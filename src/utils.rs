//! Small text helpers.

/// Name of a member as it should be spoken.
///
/// Display names often end with a discriminator-like number (`Shini1234`)
/// which sounds awkward once synthesized, so trailing digits and whitespace
/// are removed. A name made only of digits is kept as is.
///
/// # Examples
///
/// ```no_run
/// assert_eq!(spoken_name("Shini1234"), "Shini");
/// assert_eq!(spoken_name("1337"), "1337");
/// ```
pub fn spoken_name(display_name: &str) -> String {
    let trimmed = display_name
        .trim()
        .trim_end_matches(|c: char| c.is_ascii_digit() || c.is_whitespace());

    if trimmed.is_empty() {
        display_name.trim().to_string()
    } else {
        trimmed.to_string()
    }
}
//! Discord client wiring.
//!
//! This module provides the [`Bot`], which connects to the Discord gateway and
//! drives the services of the bot from the gateway events:
//!
//! - `ready`: creates the services and spawns the periodic tasks, once
//! - `guild_create`: registers the configured voice channels of the guild
//! - `voice_state_update`: forwards human presence changes to the elixir
//!   reminders, the alert loop and the introducer
//!
//! # Architecture
//!
//! ```text
//!                  ┌──────────────┐   fetch    ┌─────────────┐
//!                  │   PollLoop   │──────────▶ │ events API  │
//!                  └──────┬───────┘            └─────────────┘
//!                         │ due alerts
//!                  ┌──────▼───────┐ synthesize ┌─────────────┐
//!                  │AlertDispatch │──────────▶ │  TTS (REST) │
//!                  └──────┬───────┘            └─────────────┘
//!  ┌──────────┐           │
//!  │ Elixir   │───┐       │
//!  └──────────┘   │ ┌─────▼───────┐  songbird  ┌─────────────┐
//!  ┌──────────┐   └▶│ VoicePlayer │──────────▶ │ voice calls │
//!  │Introducer│────▶└─────────────┘            └─────────────┘
//!  └──────────┘
//! ```
//!
//! # Example
//!
//! ```no_run
//! let config = Config::load("config.yaml")?;
//! let bot = Bot::new(config, args).await?;
//! bot.start().await?; // Runs until Ctrl-C
//! ```

use std::{
    path::PathBuf,
    sync::{Arc, OnceLock},
    time::Duration,
};

use chrono::Utc;
use log::{debug, error, info};
use serenity::{
    Client,
    all::{Context, EventHandler, GatewayIntents, Guild, Ready, VoiceState},
    async_trait,
    cache::Cache,
};
use songbird::{SerenityInit, Songbird};
use tokio::{sync::Mutex, task::JoinHandle};

use crate::{
    alerts::{AlertDispatcher, AlertScheduler, ElixirAlerter, PollLoop},
    config::Config,
    events::EventsRequester,
    introducer::Introducer,
    sounds::SoundLibrary,
    tts::GoogleSpeech,
    voice::{DiscordVoice, VoiceChannelRegistry, VoicePlayer},
};

/// Services needing the gateway cache, created on the first `ready`.
struct Services {
    poll_loop: Arc<PollLoop<EventsRequester, DiscordVoice, GoogleSpeech>>,
    elixir: Option<Arc<ElixirAlerter<DiscordVoice>>>,
    introducer: Option<Arc<Introducer<DiscordVoice, GoogleSpeech>>>,
}

/// Gateway event handler.
struct Handler {
    config: Config,
    songbird: Arc<Songbird>,
    synthesizer: Arc<GoogleSpeech>,
    sounds: Arc<SoundLibrary>,
    registry: Arc<VoiceChannelRegistry>,
    services: OnceLock<Services>,
    /// Periodic tasks, aborted on shutdown
    tasks: Arc<Mutex<Vec<JoinHandle<()>>>>,
}

impl Handler {
    fn create_services(&self, cache: Arc<Cache>) -> Services {
        let voice = Arc::new(DiscordVoice::new(cache, Arc::clone(&self.songbird)));
        let player = Arc::new(VoicePlayer::new(voice));

        let dispatcher = Arc::new(AlertDispatcher::new(
            Arc::clone(&player),
            Arc::clone(&self.synthesizer),
            Arc::clone(&self.registry),
            &self.config.tts.language_code,
            &self.config.tts.voice_name,
        ));
        let poll_loop = Arc::new(PollLoop::new(
            Arc::new(EventsRequester::new(&self.config.events.url)),
            AlertScheduler::new(self.config.events.lead_times()),
            dispatcher,
            Duration::from_secs(self.config.events.polling_interval),
            Duration::from_secs(self.config.events.alert_interval),
        ));

        let elixir = self.config.elixir.enabled.then(|| {
            Arc::new(ElixirAlerter::new(
                Arc::clone(&player),
                Arc::clone(&self.registry),
                Arc::clone(&self.sounds),
                self.config.elixir.schedule(),
                Duration::from_secs(self.config.elixir.polling_interval),
            ))
        });

        let introducer = self.config.introducer.enabled.then(|| {
            Arc::new(Introducer::new(
                Arc::clone(&player),
                Arc::clone(&self.synthesizer),
                Arc::clone(&self.sounds),
                &self.config.tts.language_code,
                &self.config.introducer.voice_name,
            ))
        });

        Services {
            poll_loop,
            elixir,
            introducer,
        }
    }
}

#[async_trait]
impl EventHandler for Handler {
    async fn ready(&self, ctx: Context, ready: Ready) {
        info!("{} is connected to Discord", ready.user.name);

        if self.services.get().is_some() {
            debug!("gateway session resumed, tasks already running");
            return;
        }
        if self.services.set(self.create_services(ctx.cache.clone())).is_err() {
            return;
        }
        let Some(services) = self.services.get() else {
            return;
        };

        let mut tasks = self.tasks.lock().await;
        tasks.extend(Arc::clone(&services.poll_loop).start());
        if let Some(elixir) = &services.elixir {
            tasks.push(Arc::clone(elixir).start());
        }
        info!("started {} periodic tasks", tasks.len());
    }

    async fn guild_create(&self, _ctx: Context, guild: Guild, _is_new: Option<bool>) {
        debug!("guild available: {} ({})", guild.name, guild.id);

        let channels = DiscordVoice::scan_channels(&guild);
        self.registry.scan_guild(guild.id, &channels).await;
    }

    async fn voice_state_update(&self, _ctx: Context, old: Option<VoiceState>, new: VoiceState) {
        let Some(services) = self.services.get() else {
            return;
        };
        let Some(guild_id) = new.guild_id else {
            return;
        };
        if new.member.as_ref().is_some_and(|member| member.user.bot) {
            return;
        }

        let left = old.as_ref().and_then(|state| state.channel_id);
        let joined = new.channel_id;
        if left == joined {
            // mute, deafen or stream toggled
            return;
        }
        debug!(
            "user {} moved from {:?} to {:?} in guild {}",
            new.user_id, left, joined, guild_id
        );

        services.poll_loop.notify_presence_change();
        if let Some(elixir) = &services.elixir {
            elixir.on_presence_change(left, joined, Utc::now()).await;
        }

        if let (Some(introducer), Some(channel_id)) = (&services.introducer, joined) {
            let display_name = new
                .member
                .as_ref()
                .map(|member| member.display_name().to_string())
                .unwrap_or_else(|| new.user_id.to_string());
            introducer
                .greet(guild_id, channel_id, new.user_id, &display_name)
                .await;
        }
    }
}

/// The Discord bot.
///
/// Holds the gateway client and the handles of the periodic tasks spawned
/// once the gateway session is ready.
pub struct Bot {
    client: Client,
    tasks: Arc<Mutex<Vec<JoinHandle<()>>>>,
}

impl Bot {
    /// Creates the Discord client from the configuration.
    ///
    /// # Arguments
    ///
    /// * `config` - Loaded configuration.
    /// * `sounds_path` - Root of the sounds directory.
    ///
    /// # Errors
    ///
    /// Returns an error if the Discord client cannot be built, for example
    /// with a malformed token.
    pub async fn new(config: Config, sounds_path: PathBuf) -> Result<Self, anyhow::Error> {
        let intents = GatewayIntents::GUILDS
            | GatewayIntents::GUILD_VOICE_STATES
            | GatewayIntents::GUILD_MEMBERS;

        let songbird = Songbird::serenity();
        let tasks = Arc::new(Mutex::new(Vec::new()));
        let token = config.discord.token.clone();

        let handler = Handler {
            songbird: Arc::clone(&songbird),
            synthesizer: Arc::new(GoogleSpeech::new(&config.tts.url, &config.tts.api_key)),
            sounds: Arc::new(SoundLibrary::new(sounds_path)),
            registry: Arc::new(VoiceChannelRegistry::new(&config.voice.channel_ids)),
            services: OnceLock::new(),
            tasks: Arc::clone(&tasks),
            config,
        };

        let client = Client::builder(&token, intents)
            .event_handler(handler)
            .register_songbird_with(songbird)
            .await?;

        Ok(Bot { client, tasks })
    }

    /// Connects to the gateway and runs until Ctrl-C.
    ///
    /// On Ctrl-C the periodic tasks are aborted, without waiting for an alert
    /// being played, then every shard is shut down.
    ///
    /// # Errors
    ///
    /// Returns an error if the gateway connection fails.
    pub async fn start(mut self) -> Result<(), anyhow::Error> {
        let shard_manager = self.client.shard_manager.clone();
        let tasks = Arc::clone(&self.tasks);

        tokio::spawn(async move {
            if let Err(e) = tokio::signal::ctrl_c().await {
                error!("failed to listen for Ctrl-C: {}", e);
                return;
            }

            info!("shutting down");
            for task in tasks.lock().await.drain(..) {
                task.abort();
            }
            shard_manager.shutdown_all().await;
        });

        info!("connecting to Discord...");
        self.client.start().await?;

        Ok(())
    }
}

· · · ·

Wherever a line above contains the string "EventsRequester", copy that line.

§ **EXPECTED OUTPUT**
    events::EventsRequester,
    poll_loop: Arc<PollLoop<EventsRequester, DiscordVoice, GoogleSpeech>>,
            Arc::new(EventsRequester::new(&self.config.events.url)),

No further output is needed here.